Here is a simple example of dictionary use:
>>> tel = {'jack': 4098, 'sape': 4139}
>>> tel['guido'] = 4127
>>> tel
{'sape': 4139, 'guido': 4127, 'jack': 4098}
>>> tel['jack']
4098
>>> del tel['sape']
>>> tel['irv'] = 4127
>>> tel
{'guido': 4127, 'irv': 4127, 'jack': 4098}
>>> ()
['guido', 'irv', 'jack']
>>> tel.has_key('guido')
1
5.5 Further discussion of conditions
The conditions used in while statements and if statements can also include other operators in addition to using comparisons. Comparison operators "in" and "not in" can check whether a value is in a sequence. The operators "is" and "is not " compare whether the two objects happen to be the same object. This mutable object such as the object list makes sense. All comparison operations have the same priority, and the comparison operations have lower priority than all numerical operations.
Comparison allows for continuation, for example, a < b == c checks whether a is less than or equal to b and b is equal to c.
Comparison can be connected by logical operators and or, and the result of comparison (or any other logical expression) can be inversely used by not. The logical operator is lower than all comparison operators. Among the logical operators, not has the highest priority and or has the lowest priority, so "A and not B or C" should be interpreted as "(A and (not B)) or C". Of course, the required combination conditions can be represented by brackets.

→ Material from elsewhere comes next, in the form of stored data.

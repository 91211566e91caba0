use serde_json::{Map, Value};
use url::Url;

use crate::chunk::ChunkSize;
use crate::error::UploadError;
use crate::timing::Timing;

pub const DEFAULT_FRONTIFY_URL: &str = "https://partners.frontify.com/graphql";

pub const DIRECTORIES_PARAMETER_KEY: &str = "FoldersPath";
pub const TOKEN_PARAMETER_KEY: &str = "Token";
pub const PROJECT_ID_PARAMETER_KEY: &str = "ProjectId";
pub const FRONTIFY_URL_PARAMETER_KEY: &str = "FrontifyUrl";

/// What to do when the PUT of a chunk to its pre-signed URL fails.
#[derive(Debug, Clone, Copy, Default, PartialEq, Eq)]
pub enum ChunkFailurePolicy {
    /// Log the failure and carry on with asset creation.
    #[default]
    Ignore,
    /// Attempt every chunk, then fail the upload if any of them failed.
    Fail,
}

#[derive(Debug, Clone)]
pub struct UploaderConfig {
    pub folders_path: Vec<String>,
    pub token: String,
    pub project_id: String,
    pub frontify_url: Url,
    pub chunk_size: ChunkSize,
    pub chunk_failures: ChunkFailurePolicy,
    pub timing: Timing,
}

impl UploaderConfig {
    pub fn new(token: impl Into<String>, project_id: impl Into<String>) -> Self {
        Self {
            folders_path: Vec::new(),
            token: token.into(),
            project_id: project_id.into(),
            frontify_url: default_frontify_url(),
            chunk_size: ChunkSize::default(),
            chunk_failures: ChunkFailurePolicy::default(),
            timing: Timing::default(),
        }
    }

    pub fn with_folders_path(mut self, folders_path: Vec<String>) -> Self {
        self.folders_path = folders_path;
        self
    }

    pub fn with_frontify_url(mut self, frontify_url: Url) -> Self {
        self.frontify_url = frontify_url;
        self
    }

    pub fn with_chunk_size(mut self, chunk_size: ChunkSize) -> Self {
        self.chunk_size = chunk_size;
        self
    }

    pub fn with_chunk_failures(mut self, chunk_failures: ChunkFailurePolicy) -> Self {
        self.chunk_failures = chunk_failures;
        self
    }

    pub fn with_timing(mut self, timing: Timing) -> Self {
        self.timing = timing;
        self
    }

    /// Builds a config from the uploader parameter dictionary a host hands
    /// over (`FoldersPath`, `Token`, `ProjectId`, `FrontifyUrl`).
    pub fn from_params(params: &Map<String, Value>) -> Result<Self, UploadError> {
        let folders_path = match params.get(DIRECTORIES_PARAMETER_KEY) {
            None | Some(Value::Null) => Vec::new(),
            Some(Value::Array(items)) => items
                .iter()
                .map(|item| match item {
                    Value::String(s) => Ok(s.clone()),
                    other => Err(UploadError::InvalidConfig(format!(
                        "{} entries must be strings, got {}",
                        DIRECTORIES_PARAMETER_KEY, other
                    ))),
                })
                .collect::<Result<_, _>>()?,
            Some(other) => {
                return Err(UploadError::InvalidConfig(format!(
                    "{} must be a list of strings, got {}",
                    DIRECTORIES_PARAMETER_KEY, other
                )));
            }
        };

        let token = string_param(params, TOKEN_PARAMETER_KEY)
            .ok_or_else(|| UploadError::InvalidConfig(format!("{} is required", TOKEN_PARAMETER_KEY)))?;
        let project_id = string_param(params, PROJECT_ID_PARAMETER_KEY).ok_or_else(|| {
            UploadError::InvalidConfig(format!("{} is required", PROJECT_ID_PARAMETER_KEY))
        })?;
        let frontify_url = match string_param(params, FRONTIFY_URL_PARAMETER_KEY) {
            Some(url) => Url::parse(&url).map_err(|e| {
                UploadError::InvalidConfig(format!("{} is not a valid URL: {}", FRONTIFY_URL_PARAMETER_KEY, e))
            })?,
            None => default_frontify_url(),
        };

        Ok(Self::new(token, project_id)
            .with_folders_path(folders_path)
            .with_frontify_url(frontify_url))
    }

    pub fn to_params(&self) -> Map<String, Value> {
        let mut params = Map::new();
        params.insert(
            DIRECTORIES_PARAMETER_KEY.to_string(),
            Value::from(self.folders_path.clone()),
        );
        params.insert(TOKEN_PARAMETER_KEY.to_string(), Value::from(self.token.clone()));
        params.insert(
            PROJECT_ID_PARAMETER_KEY.to_string(),
            Value::from(self.project_id.clone()),
        );
        params.insert(
            FRONTIFY_URL_PARAMETER_KEY.to_string(),
            Value::from(self.frontify_url.as_str()),
        );
        params
    }
}

fn default_frontify_url() -> Url {
    Url::parse(DEFAULT_FRONTIFY_URL).expect("default Frontify URL is valid")
}

fn string_param(params: &Map<String, Value>, key: &str) -> Option<String> {
    match params.get(key)? {
        Value::Null => None,
        Value::String(s) if s.is_empty() => None,
        Value::String(s) => Some(s.clone()),
        other => Some(other.to_string()),
    }
}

Logical operators and and or are called "short-circuit" operators: the expressions on both sides of the operator are first calculated on the left. If the result on the left is known, the overall result is known, the expression on the right is no longer calculated. For example, if A and C are true and B are false, "A and B and C" will not calculate expression C. Generally, when the operation result of the short-circuit operator is not used as a logical value, the value of the last evaluated expression is returned.

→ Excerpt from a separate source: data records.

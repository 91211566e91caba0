//! Typed request and response shapes of the Frontify GraphQL operations used
//! by the uploader.

use graphql_client::{GraphQLQuery, QueryBody};
use serde::{Deserialize, Serialize};

use crate::asset::AssetType;
use crate::media::MediaKind;

const UPLOAD_FILE_QUERY: &str = include_str!("graphql/upload_file.graphql");
const CREATE_ASSET_QUERY: &str = include_str!("graphql/create_asset.graphql");
const DELETE_ASSET_QUERY: &str = include_str!("graphql/delete_asset.graphql");

const ASSET_BY_ID_IMAGE_QUERY: &str = include_str!("graphql/asset_by_id_image.graphql");
const ASSET_BY_ID_VIDEO_QUERY: &str = include_str!("graphql/asset_by_id_video.graphql");
const ASSET_BY_ID_FILE_QUERY: &str = include_str!("graphql/asset_by_id_file.graphql");

pub struct UploadFile;

pub mod upload_file {
    use super::*;

    #[derive(Debug, Clone, Serialize)]
    pub struct Variables {
        pub file: UploadFileInput,
    }

    #[derive(Debug, Clone, Serialize)]
    #[serde(rename_all = "camelCase")]
    pub struct UploadFileInput {
        pub filename: String,
        pub size: u64,
        pub chunk_size: u64,
    }

    #[derive(Debug, Clone, Deserialize)]
    #[serde(rename_all = "camelCase")]
    pub struct ResponseData {
        pub upload_file: Option<UploadFileUploadFile>,
    }

    #[derive(Debug, Clone, Deserialize)]
    pub struct UploadFileUploadFile {
        pub id: Option<String>,
        #[serde(default)]
        pub urls: Option<Vec<String>>,
    }
}

impl GraphQLQuery for UploadFile {
    type Variables = upload_file::Variables;
    type ResponseData = upload_file::ResponseData;

    fn build_query(variables: Self::Variables) -> QueryBody<Self::Variables> {
        QueryBody {
            variables,
            query: UPLOAD_FILE_QUERY,
            operation_name: "UploadFile",
        }
    }
}

pub struct CreateAsset;

pub mod create_asset {
    use super::*;

    #[derive(Debug, Clone, Serialize)]
    pub struct Variables {
        pub asset: CreateAssetInput,
    }

    #[derive(Debug, Clone, Serialize)]
    #[serde(rename_all = "camelCase")]
    pub struct CreateAssetInput {
        pub project_id: String,
        pub file_id: String,
        pub title: String,
        pub description: String,
        pub directory: Vec<String>,
        pub author: String,
    }

    #[derive(Debug, Clone, Deserialize)]
    #[serde(rename_all = "camelCase")]
    pub struct ResponseData {
        pub create_asset: Option<CreateAssetCreateAsset>,
    }

    #[derive(Debug, Clone, Deserialize)]
    pub struct CreateAssetCreateAsset {
        pub job: Option<CreateAssetCreateAssetJob>,
    }

    #[derive(Debug, Clone, Deserialize)]
    #[serde(rename_all = "camelCase")]
    pub struct CreateAssetCreateAssetJob {
        pub asset_id: Option<String>,
    }

    impl ResponseData {
        pub fn asset_id(self) -> Option<String> {
            self.create_asset?
                .job?
                .asset_id
                .filter(|id| !id.is_empty())
        }
    }
}

impl GraphQLQuery for CreateAsset {
    type Variables = create_asset::Variables;
    type ResponseData = create_asset::ResponseData;

    fn build_query(variables: Self::Variables) -> QueryBody<Self::Variables> {
        QueryBody {
            variables,
            query: CREATE_ASSET_QUERY,
            operation_name: "CreateAsset",
        }
    }
}

pub struct DeleteAsset;

pub mod delete_asset {
    use super::*;

    #[derive(Debug, Clone, Serialize)]
    pub struct Variables {
        pub asset: DeleteAssetInput,
    }

    #[derive(Debug, Clone, Serialize)]
    pub struct DeleteAssetInput {
        pub id: String,
    }

    #[derive(Debug, Clone, Deserialize)]
    #[serde(rename_all = "camelCase")]
    pub struct ResponseData {
        pub delete_asset: Option<DeleteAssetDeleteAsset>,
    }

    #[derive(Debug, Clone, Deserialize)]
    pub struct DeleteAssetDeleteAsset {
        pub asset: Option<DeleteAssetDeleteAssetAsset>,
    }

    #[derive(Debug, Clone, Deserialize)]
    pub struct DeleteAssetDeleteAssetAsset {
        pub id: String,
    }
}

impl GraphQLQuery for DeleteAsset {
    type Variables = delete_asset::Variables;
    type ResponseData = delete_asset::ResponseData;

    fn build_query(variables: Self::Variables) -> QueryBody<Self::Variables> {
        QueryBody {
            variables,
            query: DELETE_ASSET_QUERY,
            operation_name: "DeleteAsset",
        }
    }
}

/// The selection set of `AssetById` depends on the media kind, so unlike the
/// other operations it is built from a kind instead of through [`GraphQLQuery`].
pub struct AssetById;

pub mod asset_by_id {
    use super::*;

    #[derive(Debug, Clone, Serialize)]
    pub struct Variables {
        pub id: String,
    }

    #[derive(Debug, Clone, Deserialize)]
    pub struct ResponseData {
        pub asset: Option<AssetByIdAsset>,
    }

    #[derive(Debug, Clone, Deserialize)]
    #[serde(rename_all = "camelCase")]
    pub struct AssetByIdAsset {
        #[serde(rename = "type")]
        pub type_: Option<AssetType>,
        pub id: Option<String>,
        pub title: Option<String>,
        pub filename: Option<String>,
        pub extension: Option<String>,
        pub preview_url: Option<String>,
        pub download_url: Option<String>,
    }
}

impl AssetById {
    /// Images and videos are selected on their own type, everything else on
    /// the Document/Audio/File variants with a permanent download URL.
    pub fn document(kind: MediaKind) -> &'static str {
        match kind {
            MediaKind::Image => ASSET_BY_ID_IMAGE_QUERY,
            MediaKind::Video => ASSET_BY_ID_VIDEO_QUERY,
            MediaKind::Other => ASSET_BY_ID_FILE_QUERY,
        }
    }

    pub fn build_query(
        kind: MediaKind,
        variables: asset_by_id::Variables,
    ) -> QueryBody<asset_by_id::Variables> {
        QueryBody {
            variables,
            query: Self::document(kind),
            operation_name: "AssetById",
        }
    }
}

The results of comparison or other logical expressions can be assigned to a variable. For example:
>>> string1, string2, string3 = '', 'Trondheim', 'Hammer Dance'
>>> non_null = string1 or string2 or string3
>>> non_null
'Trondheim'
Note that Python and C are different, and assignment cannot be performed in expressions.
5.6 Comparison of sequences with other types
Sequence objects can be compared with other objects of the same sequence type. Use dictionary order for comparison: first compare the first two terms, if these two terms are different, the result can be determined; if these two terms are the same, compare the following two terms and continue until there is a sequence that ends. If the two terms are also sequences of the same type, then recursive dictionary order comparison is performed. If all the terms of the two sequences are equal, the two sequences are equal. If one sequence is an initial subsequence of another sequence, the shortest one is the smaller one. The dictionary order comparison of strings is performed in the ASCII order of each character. Here are some examples of sequence comparison:
(1, 2, 3) < (1, 2, 4)
[1, 2, 3] < [1, 2, 4]
'ABC' < 'C' < 'Pascal' < 'Python'
(1, 2, 3, 4) < (1, 2, 4)
(1, 2) < (1, 2, -1)
(1, 2, 3) = (1.0, 2.0, 3.0)
(1, 2, ('aa', 'ab')) < (1, 2, ('abc', 'a'), 4)

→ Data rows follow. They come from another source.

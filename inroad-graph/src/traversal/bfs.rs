//! Unweighted traversal — bidirectional BFS existence probe + hop distances.
//!
//! The bidirectional probe expands the smaller frontier first and answers
//! only "is there a path, and through whom"; it computes no weights and no
//! probabilities. The weighted search in [`super::dijkstra`] is the
//! expensive sibling that callers should gate behind this probe.

use std::collections::VecDeque;

use inroad_core::types::collections::FxHashMap;
use inroad_core::ActorId;
use petgraph::graph::NodeIndex;
use petgraph::Direction;

use crate::store::SocialGraph;

/// Find any directed path from `from` to `to`, expanding from both ends
/// simultaneously. Returns the ordered id path (source…target inclusive)
/// or `None`. Unknown endpoints are simply unreachable.
pub fn find_path(graph: &SocialGraph, from: &ActorId, to: &ActorId) -> Option<Vec<ActorId>> {
    let start = graph.index_of(from)?;
    let goal = graph.index_of(to)?;
    if start == goal {
        return Some(vec![from.clone()]);
    }

    // parent maps double as visited sets; roots point at themselves.
    let mut fwd_parent: FxHashMap<NodeIndex, NodeIndex> = FxHashMap::default();
    let mut back_parent: FxHashMap<NodeIndex, NodeIndex> = FxHashMap::default();
    fwd_parent.insert(start, start);
    back_parent.insert(goal, goal);

    let mut fwd_frontier: VecDeque<NodeIndex> = VecDeque::from([start]);
    let mut back_frontier: VecDeque<NodeIndex> = VecDeque::from([goal]);

    while !fwd_frontier.is_empty() && !back_frontier.is_empty() {
        let meet = if fwd_frontier.len() <= back_frontier.len() {
            expand_level(
                graph,
                &mut fwd_frontier,
                &mut fwd_parent,
                &back_parent,
                Direction::Outgoing,
            )
        } else {
            expand_level(
                graph,
                &mut back_frontier,
                &mut back_parent,
                &fwd_parent,
                Direction::Incoming,
            )
        };

        if let Some(meet) = meet {
            return Some(stitch(graph, start, goal, meet, &fwd_parent, &back_parent));
        }
    }

    None
}

/// True when any directed path from `from` to `to` exists.
pub fn is_reachable(graph: &SocialGraph, from: &ActorId, to: &ActorId) -> bool {
    find_path(graph, from, to).is_some()
}

/// Hop distance from `source` to every reachable actor (0 for the source
/// itself), following outgoing edges. Backs degree recomputation.
pub fn hop_distances(graph: &SocialGraph, source: &ActorId) -> FxHashMap<ActorId, u32> {
    let mut distances = FxHashMap::default();
    let Some(start) = graph.index_of(source) else {
        return distances;
    };

    let mut visited: FxHashMap<NodeIndex, u32> = FxHashMap::default();
    let mut queue = VecDeque::new();
    visited.insert(start, 0);
    queue.push_back((start, 0u32));

    while let Some((node, depth)) = queue.pop_front() {
        for neighbor in graph.graph.neighbors_directed(node, Direction::Outgoing) {
            if !visited.contains_key(&neighbor) {
                visited.insert(neighbor, depth + 1);
                queue.push_back((neighbor, depth + 1));
            }
        }
    }

    for (idx, depth) in visited {
        if let Some(actor) = graph.graph.node_weight(idx) {
            distances.insert(actor.id().clone(), depth);
        }
    }
    distances
}

/// Expand one full BFS level of `frontier`. Returns the meeting node as soon
/// as a newly discovered neighbor is already known to the opposite search.
fn expand_level(
    graph: &SocialGraph,
    frontier: &mut VecDeque<NodeIndex>,
    parent: &mut FxHashMap<NodeIndex, NodeIndex>,
    other_parent: &FxHashMap<NodeIndex, NodeIndex>,
    direction: Direction,
) -> Option<NodeIndex> {
    for _ in 0..frontier.len() {
        let node = frontier.pop_front()?;
        for neighbor in graph.graph.neighbors_directed(node, direction) {
            if parent.contains_key(&neighbor) {
                continue;
            }
            parent.insert(neighbor, node);
            if other_parent.contains_key(&neighbor) {
                return Some(neighbor);
            }
            frontier.push_back(neighbor);
        }
    }
    None
}

/// Join the two half-paths at the meeting node into one ordered id path.
fn stitch(
    graph: &SocialGraph,
    start: NodeIndex,
    goal: NodeIndex,
    meet: NodeIndex,
    fwd_parent: &FxHashMap<NodeIndex, NodeIndex>,
    back_parent: &FxHashMap<NodeIndex, NodeIndex>,
) -> Vec<ActorId> {
    let mut indices = Vec::new();

    // start…meet, walking forward parents backwards.
    let mut current = meet;
    while current != start {
        indices.push(current);
        current = fwd_parent[&current];
    }
    indices.push(start);
    indices.reverse();

    // meet…goal, walking backward parents forwards.
    let mut current = meet;
    while current != goal {
        current = back_parent[&current];
        indices.push(current);
    }

    indices
        .into_iter()
        .filter_map(|idx| graph.graph.node_weight(idx))
        .map(|a| a.id().clone())
        .collect()
}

Note that comparisons of different types of objects are currently legal. The result is certain but meaningless: the different types are sorted by the name of the type. So, a list is always smaller than a string, a string is always smaller than a tuple, etc. However, such comparison rules cannot be relied on in the program, and the language implementation may change. Different numerical types can be compared by numerical values, so 0 equals 0.0, etc.